* _What is needed_:
Go to the line that contains "let mut map" and extract it along with every line after it, exactly, through the end of the data below.

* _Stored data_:

________

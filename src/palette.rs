//! Colour tokens: hex values, shade keys, and palette entries.
//!
//! A palette entry is either a single hex string or a scale of numbered
//! shades. A single string is stored as the `DEFAULT` entry of an empty
//! scale, which keeps merging a plain map-union.

use crate::error::{Result, StyleError};
use regex::Regex;
use serde::ser::{Serialize, SerializeMap, Serializer};
use std::collections::BTreeMap;
use std::fmt;
use std::sync::LazyLock;

static HEX_REGEX: LazyLock<Regex> =
    LazyLock::new(|| Regex::new(r"^#[0-9A-Fa-f]{6}$").expect("Invalid hex colour regex"));

/// Shade keys a palette scale is conventionally drawn from.
pub const CONVENTIONAL_SHADES: [u16; 10] = [50, 100, 200, 300, 400, 500, 600, 700, 800, 900];

/// Key that holds a palette entry's unshaded value.
pub const DEFAULT_SHADE: &str = "DEFAULT";

/// Check that `value` is a `#RRGGBB` hex colour.
///
/// The returned error carries an empty key path; callers anchor it with
/// [`StyleError::at`].
pub fn validate_hex(value: &str) -> Result<()> {
    if HEX_REGEX.is_match(value) {
        Ok(())
    } else {
        Err(StyleError::validation(
            "",
            format!("'{}' is not a #RRGGBB hex colour", value),
        ))
    }
}

/// A validated `#RRGGBB` colour. Case is preserved as written.
#[derive(Debug, Clone, PartialEq, Eq, PartialOrd, Ord, Hash)]
pub struct HexColor(String);

impl HexColor {
    pub fn parse(value: &str) -> Result<Self> {
        validate_hex(value)?;
        Ok(Self(value.to_string()))
    }

    pub fn as_str(&self) -> &str {
        &self.0
    }
}

impl fmt::Display for HexColor {
    fn fmt(&self, f: &mut fmt::Formatter<'_>) -> fmt::Result {
        f.write_str(&self.0)
    }
}

impl Serialize for HexColor {
    fn serialize<S: Serializer>(&self, serializer: S) -> std::result::Result<S::Ok, S::Error> {
        serializer.serialize_str(&self.0)
    }
}

/// Numeric shade key within a palette scale (e.g. `500`).
#[derive(Debug, Clone, Copy, PartialEq, Eq, PartialOrd, Ord, Hash)]
pub struct ShadeKey(u16);

impl ShadeKey {
    pub fn new(value: u16) -> Self {
        Self(value)
    }

    /// Parse a shade key from its textual form.
    pub fn parse(value: &str) -> Result<Self> {
        value.trim().parse::<u16>().map(Self).map_err(|_| {
            StyleError::validation(
                "",
                format!("shade key '{}' must be a number or '{}'", value, DEFAULT_SHADE),
            )
        })
    }

    pub fn value(self) -> u16 {
        self.0
    }

    /// Whether this key is one of the conventional 50-900 shades.
    pub fn is_conventional(self) -> bool {
        CONVENTIONAL_SHADES.contains(&self.0)
    }
}

impl fmt::Display for ShadeKey {
    fn fmt(&self, f: &mut fmt::Formatter<'_>) -> fmt::Result {
        write!(f, "{}", self.0)
    }
}

/// A palette entry: an optional unshaded value plus numbered shades.
#[derive(Debug, Clone, Default, PartialEq, Eq)]
pub struct ColorValue {
    pub(crate) default: Option<HexColor>,
    pub(crate) shades: BTreeMap<ShadeKey, HexColor>,
}

impl ColorValue {
    /// A single colour with no shade scale.
    pub fn single(hex: HexColor) -> Self {
        Self {
            default: Some(hex),
            shades: BTreeMap::new(),
        }
    }

    /// A shade scale with no unshaded value.
    pub fn scale(shades: impl IntoIterator<Item = (ShadeKey, HexColor)>) -> Self {
        Self {
            default: None,
            shades: shades.into_iter().collect(),
        }
    }

    /// Set the unshaded (`DEFAULT`) value.
    pub fn with_default(mut self, hex: HexColor) -> Self {
        self.default = Some(hex);
        self
    }

    pub fn default_value(&self) -> Option<&HexColor> {
        self.default.as_ref()
    }

    pub fn shade(&self, key: u16) -> Option<&HexColor> {
        self.shades.get(&ShadeKey(key))
    }

    pub fn shades(&self) -> &BTreeMap<ShadeKey, HexColor> {
        &self.shades
    }

    /// True when the entry is a plain hex string with no scale.
    pub fn is_single(&self) -> bool {
        self.default.is_some() && self.shades.is_empty()
    }

    pub fn is_empty(&self) -> bool {
        self.default.is_none() && self.shades.is_empty()
    }
}

impl Serialize for ColorValue {
    fn serialize<S: Serializer>(&self, serializer: S) -> std::result::Result<S::Ok, S::Error> {
        if let (Some(hex), true) = (&self.default, self.shades.is_empty()) {
            return hex.serialize(serializer);
        }

        let len = self.shades.len() + usize::from(self.default.is_some());
        let mut map = serializer.serialize_map(Some(len))?;
        if let Some(hex) = &self.default {
            map.serialize_entry(DEFAULT_SHADE, hex)?;
        }
        for (key, hex) in &self.shades {
            map.serialize_entry(&key.to_string(), hex)?;
        }
        map.end()
    }
}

________

* _Exercise result_:
        let mut map = serializer.serialize_map(Some(len))?;
        if let Some(hex) = &self.default {
            map.serialize_entry(DEFAULT_SHADE, hex)?;
        }
        for (key, hex) in &self.shades {
            map.serialize_entry(&key.to_string(), hex)?;
        }
        map.end()
    }
}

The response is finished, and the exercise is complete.